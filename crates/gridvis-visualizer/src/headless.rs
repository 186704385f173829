//! Off-screen toolkit.
//!
//! Windows are tiny-skia pixmaps painted on a dedicated render thread. Used
//! when no display server is available, by the CLI's PNG export, and by
//! tests that inspect rendered pixels.

use crate::raster::RasterSurface;
use crate::surface::DrawSurface;
use crate::toolkit::{Toolkit, Window};
use crate::visualization::Visualization;
use gridvis_core::constants::RENDER_THREAD_NAME;
use gridvis_core::{
    invoke_and_wait, Color, DispatchError, Dispatcher, RenderThread, Size, ToolkitError,
};
use image::RgbaImage;
use parking_lot::Mutex;
use std::path::Path;
use std::sync::atomic::{AtomicBool, AtomicU64, Ordering};
use std::sync::{Arc, Weak};
use tracing::{debug, trace};

/// Display size reported to visualizations when none is configured.
pub const DEFAULT_DISPLAY_BOUNDS: Size = Size::new(1920, 1080);

pub struct HeadlessToolkit {
    render_thread: Arc<RenderThread>,
    display_bounds: Size,
    windows: Mutex<Vec<Arc<HeadlessWindow>>>,
}

impl HeadlessToolkit {
    pub fn new() -> Result<Arc<Self>, DispatchError> {
        Self::with_display_bounds(DEFAULT_DISPLAY_BOUNDS)
    }

    pub fn with_display_bounds(display_bounds: Size) -> Result<Arc<Self>, DispatchError> {
        let render_thread = Arc::new(RenderThread::spawn_named(RENDER_THREAD_NAME)?);
        debug!("Headless toolkit started, display {}", display_bounds);
        Ok(Arc::new(Self {
            render_thread,
            display_bounds,
            windows: Mutex::new(Vec::new()),
        }))
    }

    pub fn display_bounds(&self) -> Size {
        self.display_bounds
    }

    /// Every window created so far, oldest first.
    pub fn windows(&self) -> Vec<Arc<HeadlessWindow>> {
        self.windows.lock().clone()
    }

    pub fn render_thread(&self) -> &RenderThread {
        &self.render_thread
    }
}

impl Toolkit for HeadlessToolkit {
    fn name(&self) -> &'static str {
        "headless"
    }

    fn dispatcher(&self) -> Arc<dyn Dispatcher> {
        self.render_thread.clone()
    }

    fn create_window(
        &self,
        content: Weak<dyn Visualization>,
        size: Size,
    ) -> Result<Arc<dyn Window>, ToolkitError> {
        let surface = RasterSurface::with_display_bounds(size, self.display_bounds).map_err(
            |e| ToolkitError::WindowCreation {
                reason: e.to_string(),
            },
        )?;
        let window = Arc::new(HeadlessWindow {
            content,
            surface: Mutex::new(surface),
            dispatcher: Arc::clone(&self.render_thread),
            visible: AtomicBool::new(false),
            frames: AtomicU64::new(0),
        });
        self.windows.lock().push(Arc::clone(&window));
        debug!("Created headless window {}", size);
        Ok(window)
    }
}

/// A window whose content is an in-memory pixmap.
pub struct HeadlessWindow {
    content: Weak<dyn Visualization>,
    surface: Mutex<RasterSurface>,
    dispatcher: Arc<RenderThread>,
    visible: AtomicBool,
    frames: AtomicU64,
}

impl HeadlessWindow {
    /// Number of completed paints.
    pub fn frame_count(&self) -> u64 {
        self.frames.load(Ordering::SeqCst)
    }

    /// Copy of the last painted frame.
    pub fn capture(&self) -> RgbaImage {
        self.surface.lock().to_image()
    }

    pub fn pixel(&self, x: u32, y: u32) -> Option<Color> {
        self.surface.lock().pixel(x, y)
    }

    pub fn save_png(&self, path: &Path) -> Result<(), ToolkitError> {
        self.surface.lock().save_png(path)
    }

    /// Turn anti-aliasing off for pixel-exact output.
    pub fn set_anti_alias(&self, anti_alias: bool) {
        self.surface.lock().set_anti_alias(anti_alias);
    }

    /// Resize the content area, as a user dragging the window edge would,
    /// and repaint at the new size.
    pub fn resize(self: &Arc<Self>, size: Size) -> gridvis_core::Result<()> {
        let window = Arc::clone(self);
        invoke_and_wait(self.dispatcher.as_ref(), move || {
            window.surface.lock().resize(size)?;
            debug!("Headless window resized to {}", size);
            window.repaint()
        })??;
        Ok(())
    }

    fn paint_now(&self, content: &Weak<dyn Visualization>) -> Result<(), ToolkitError> {
        let Some(content) = content.upgrade() else {
            return Ok(());
        };
        let mut surface = self.surface.lock();
        content.paint(&mut *surface)?;
        let frame = self.frames.fetch_add(1, Ordering::SeqCst) + 1;
        trace!("Painted headless frame {}", frame);
        Ok(())
    }
}

impl Window for HeadlessWindow {
    fn content_size(&self) -> Size {
        self.surface.lock().size()
    }

    fn set_visible(&self, visible: bool) -> Result<(), ToolkitError> {
        let was_visible = self.visible.swap(visible, Ordering::SeqCst);
        if visible && !was_visible {
            self.repaint()?;
        }
        Ok(())
    }

    fn is_visible(&self) -> bool {
        self.visible.load(Ordering::SeqCst)
    }

    fn repaint(&self) -> Result<(), ToolkitError> {
        if !self.is_visible() {
            return Ok(());
        }
        self.paint_now(&self.content)
    }
}

impl std::fmt::Debug for HeadlessWindow {
    fn fmt(&self, f: &mut std::fmt::Formatter<'_>) -> std::fmt::Result {
        f.debug_struct("HeadlessWindow")
            .field("size", &self.content_size())
            .field("visible", &self.is_visible())
            .field("frames", &self.frame_count())
            .finish()
    }
}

..............................

- AIM OF THE EXERCISE
From the data, report how many lines hold "trace", leaving out any other words.

- WORKED SOLUTION
2